=== Task to complete ===
Look through the material below and report every line that includes "types".
━━━━━━━━━━━━━━━━━━━━━━━━━━━━━━
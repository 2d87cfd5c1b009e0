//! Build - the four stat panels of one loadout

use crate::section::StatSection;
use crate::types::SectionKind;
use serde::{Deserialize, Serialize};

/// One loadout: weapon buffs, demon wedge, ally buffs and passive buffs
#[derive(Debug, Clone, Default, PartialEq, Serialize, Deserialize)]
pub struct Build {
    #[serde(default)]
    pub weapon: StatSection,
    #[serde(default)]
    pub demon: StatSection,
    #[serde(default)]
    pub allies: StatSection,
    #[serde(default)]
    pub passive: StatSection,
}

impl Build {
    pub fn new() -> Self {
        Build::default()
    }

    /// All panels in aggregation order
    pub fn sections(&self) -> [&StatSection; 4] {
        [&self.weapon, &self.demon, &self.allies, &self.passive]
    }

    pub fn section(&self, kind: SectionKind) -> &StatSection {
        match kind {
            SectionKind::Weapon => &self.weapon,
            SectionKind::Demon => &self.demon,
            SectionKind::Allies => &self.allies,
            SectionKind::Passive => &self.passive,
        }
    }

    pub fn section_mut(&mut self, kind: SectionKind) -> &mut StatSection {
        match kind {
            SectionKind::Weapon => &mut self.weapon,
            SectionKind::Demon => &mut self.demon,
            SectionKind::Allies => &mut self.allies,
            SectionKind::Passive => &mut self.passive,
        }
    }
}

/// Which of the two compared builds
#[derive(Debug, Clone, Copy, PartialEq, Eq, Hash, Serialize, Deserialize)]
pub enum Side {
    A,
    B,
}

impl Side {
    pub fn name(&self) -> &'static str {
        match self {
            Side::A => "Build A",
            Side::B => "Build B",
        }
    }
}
━━━━━━━━━━━━━━━━━━━━━━━━━━━━━━
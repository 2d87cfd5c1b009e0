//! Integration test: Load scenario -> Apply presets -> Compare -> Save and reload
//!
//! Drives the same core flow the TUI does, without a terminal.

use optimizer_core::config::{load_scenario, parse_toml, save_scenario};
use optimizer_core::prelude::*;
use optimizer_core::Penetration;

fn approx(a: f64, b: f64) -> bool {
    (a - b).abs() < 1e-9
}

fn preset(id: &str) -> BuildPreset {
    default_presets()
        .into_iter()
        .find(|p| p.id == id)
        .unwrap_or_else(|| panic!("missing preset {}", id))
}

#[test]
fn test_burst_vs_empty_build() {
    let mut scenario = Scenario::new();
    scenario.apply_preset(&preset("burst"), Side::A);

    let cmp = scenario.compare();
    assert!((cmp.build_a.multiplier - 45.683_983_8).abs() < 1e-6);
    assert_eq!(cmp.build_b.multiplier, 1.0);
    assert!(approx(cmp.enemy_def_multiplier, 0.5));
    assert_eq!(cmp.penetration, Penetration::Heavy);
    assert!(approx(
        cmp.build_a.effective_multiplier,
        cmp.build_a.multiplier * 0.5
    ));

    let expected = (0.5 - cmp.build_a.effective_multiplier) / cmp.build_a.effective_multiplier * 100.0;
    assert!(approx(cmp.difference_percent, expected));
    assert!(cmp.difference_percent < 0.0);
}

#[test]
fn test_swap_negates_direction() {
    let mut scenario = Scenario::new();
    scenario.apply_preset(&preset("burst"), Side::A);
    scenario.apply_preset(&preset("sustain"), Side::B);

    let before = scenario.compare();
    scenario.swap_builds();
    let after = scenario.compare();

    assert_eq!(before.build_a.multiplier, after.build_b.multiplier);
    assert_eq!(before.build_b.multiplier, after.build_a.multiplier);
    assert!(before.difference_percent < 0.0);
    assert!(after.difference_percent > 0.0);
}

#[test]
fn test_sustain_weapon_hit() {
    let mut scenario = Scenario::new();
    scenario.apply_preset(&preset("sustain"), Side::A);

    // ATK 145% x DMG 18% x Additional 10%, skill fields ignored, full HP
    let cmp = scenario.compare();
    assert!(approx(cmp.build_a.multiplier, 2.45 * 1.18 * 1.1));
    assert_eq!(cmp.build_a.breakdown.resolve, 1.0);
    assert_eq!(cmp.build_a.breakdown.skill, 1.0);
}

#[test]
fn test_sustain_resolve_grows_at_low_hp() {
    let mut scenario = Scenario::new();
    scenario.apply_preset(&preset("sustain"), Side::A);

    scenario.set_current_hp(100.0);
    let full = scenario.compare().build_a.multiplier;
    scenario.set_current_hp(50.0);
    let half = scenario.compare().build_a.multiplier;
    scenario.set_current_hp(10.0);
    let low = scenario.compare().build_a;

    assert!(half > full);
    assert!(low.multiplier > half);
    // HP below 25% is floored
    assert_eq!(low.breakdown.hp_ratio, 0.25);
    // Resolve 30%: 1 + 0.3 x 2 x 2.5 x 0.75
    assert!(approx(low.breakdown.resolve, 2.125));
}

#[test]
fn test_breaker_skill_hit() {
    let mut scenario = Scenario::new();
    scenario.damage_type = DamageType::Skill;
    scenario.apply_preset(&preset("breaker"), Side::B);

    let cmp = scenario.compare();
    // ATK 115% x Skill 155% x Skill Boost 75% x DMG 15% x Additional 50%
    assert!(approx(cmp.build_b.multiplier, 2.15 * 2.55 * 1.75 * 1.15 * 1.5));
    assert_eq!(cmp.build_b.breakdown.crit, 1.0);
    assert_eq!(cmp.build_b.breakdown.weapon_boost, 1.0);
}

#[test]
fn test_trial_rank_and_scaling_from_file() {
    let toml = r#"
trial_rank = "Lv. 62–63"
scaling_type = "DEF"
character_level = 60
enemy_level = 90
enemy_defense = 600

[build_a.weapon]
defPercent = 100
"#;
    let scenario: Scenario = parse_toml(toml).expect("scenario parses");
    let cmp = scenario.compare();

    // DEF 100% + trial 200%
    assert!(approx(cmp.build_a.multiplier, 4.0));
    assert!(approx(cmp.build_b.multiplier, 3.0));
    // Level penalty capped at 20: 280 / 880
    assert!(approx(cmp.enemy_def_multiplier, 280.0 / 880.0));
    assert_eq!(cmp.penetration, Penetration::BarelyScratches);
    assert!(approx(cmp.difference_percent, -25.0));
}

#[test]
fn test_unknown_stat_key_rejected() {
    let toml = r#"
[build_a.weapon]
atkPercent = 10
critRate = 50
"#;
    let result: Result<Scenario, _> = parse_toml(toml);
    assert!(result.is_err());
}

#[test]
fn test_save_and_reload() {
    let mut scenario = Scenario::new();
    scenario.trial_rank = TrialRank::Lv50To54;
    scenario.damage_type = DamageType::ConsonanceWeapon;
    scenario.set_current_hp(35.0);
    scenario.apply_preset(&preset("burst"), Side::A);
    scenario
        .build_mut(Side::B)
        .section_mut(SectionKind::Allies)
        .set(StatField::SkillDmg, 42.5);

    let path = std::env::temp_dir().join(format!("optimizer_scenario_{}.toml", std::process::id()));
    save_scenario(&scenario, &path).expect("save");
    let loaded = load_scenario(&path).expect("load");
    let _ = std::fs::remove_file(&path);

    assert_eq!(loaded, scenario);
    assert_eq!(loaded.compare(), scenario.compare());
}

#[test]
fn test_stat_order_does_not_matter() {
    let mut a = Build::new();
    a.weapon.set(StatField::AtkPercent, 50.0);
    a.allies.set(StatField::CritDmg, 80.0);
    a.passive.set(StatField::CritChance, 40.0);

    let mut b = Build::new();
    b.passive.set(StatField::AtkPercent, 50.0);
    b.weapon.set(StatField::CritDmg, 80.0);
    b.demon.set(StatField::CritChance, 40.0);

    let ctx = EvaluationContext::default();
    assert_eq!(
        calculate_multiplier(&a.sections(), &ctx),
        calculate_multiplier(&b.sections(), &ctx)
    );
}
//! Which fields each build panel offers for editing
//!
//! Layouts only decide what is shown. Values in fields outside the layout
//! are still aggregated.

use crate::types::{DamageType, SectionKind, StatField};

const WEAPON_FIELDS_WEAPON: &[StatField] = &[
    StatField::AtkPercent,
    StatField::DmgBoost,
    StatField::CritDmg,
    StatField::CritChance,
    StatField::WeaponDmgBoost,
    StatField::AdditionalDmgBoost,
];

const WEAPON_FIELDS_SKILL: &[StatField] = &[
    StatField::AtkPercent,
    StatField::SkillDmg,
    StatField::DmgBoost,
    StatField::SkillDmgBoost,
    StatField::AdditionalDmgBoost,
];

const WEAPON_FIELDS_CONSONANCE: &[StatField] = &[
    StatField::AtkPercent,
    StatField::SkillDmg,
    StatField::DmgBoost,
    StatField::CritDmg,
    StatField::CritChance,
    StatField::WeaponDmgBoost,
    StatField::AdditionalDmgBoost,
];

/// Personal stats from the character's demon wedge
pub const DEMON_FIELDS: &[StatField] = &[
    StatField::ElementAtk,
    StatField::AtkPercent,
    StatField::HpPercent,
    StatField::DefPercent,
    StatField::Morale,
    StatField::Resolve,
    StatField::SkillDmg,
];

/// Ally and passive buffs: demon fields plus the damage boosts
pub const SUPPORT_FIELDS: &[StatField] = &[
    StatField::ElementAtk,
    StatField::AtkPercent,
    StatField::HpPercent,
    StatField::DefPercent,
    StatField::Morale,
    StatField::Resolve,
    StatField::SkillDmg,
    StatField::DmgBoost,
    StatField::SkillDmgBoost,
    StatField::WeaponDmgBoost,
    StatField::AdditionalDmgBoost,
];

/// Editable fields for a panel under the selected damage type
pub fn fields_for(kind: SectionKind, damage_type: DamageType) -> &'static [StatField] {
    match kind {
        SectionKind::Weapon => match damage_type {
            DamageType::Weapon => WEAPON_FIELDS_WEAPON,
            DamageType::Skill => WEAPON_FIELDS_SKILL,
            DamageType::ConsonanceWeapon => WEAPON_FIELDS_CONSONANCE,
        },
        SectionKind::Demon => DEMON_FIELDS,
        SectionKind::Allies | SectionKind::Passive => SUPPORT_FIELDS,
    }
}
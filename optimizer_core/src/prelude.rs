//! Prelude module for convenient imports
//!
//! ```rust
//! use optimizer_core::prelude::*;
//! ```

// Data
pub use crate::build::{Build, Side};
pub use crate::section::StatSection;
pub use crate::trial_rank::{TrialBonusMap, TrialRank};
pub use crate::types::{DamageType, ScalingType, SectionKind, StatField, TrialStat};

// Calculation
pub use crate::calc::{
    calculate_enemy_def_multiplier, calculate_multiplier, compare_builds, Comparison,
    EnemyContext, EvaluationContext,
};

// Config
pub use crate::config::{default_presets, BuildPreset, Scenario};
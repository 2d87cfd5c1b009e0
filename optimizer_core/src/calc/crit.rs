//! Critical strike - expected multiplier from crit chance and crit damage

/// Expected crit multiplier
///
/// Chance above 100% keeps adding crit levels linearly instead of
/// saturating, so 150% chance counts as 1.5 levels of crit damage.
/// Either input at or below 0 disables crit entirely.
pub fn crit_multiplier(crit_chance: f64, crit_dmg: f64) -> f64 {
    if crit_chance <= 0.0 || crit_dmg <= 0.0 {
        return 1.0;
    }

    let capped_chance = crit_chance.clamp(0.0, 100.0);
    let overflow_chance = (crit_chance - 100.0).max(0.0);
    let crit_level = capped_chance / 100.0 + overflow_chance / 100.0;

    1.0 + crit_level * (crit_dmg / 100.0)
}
━━━━━━━━━━━━━━━━━━━━━━━━━━━━━━
=== Answer for this exercise ===
use crate::types::SectionKind;
use crate::types::{DamageType, SectionKind, StatField};
pub use crate::types::{DamageType, ScalingType, SectionKind, StatField, TrialStat};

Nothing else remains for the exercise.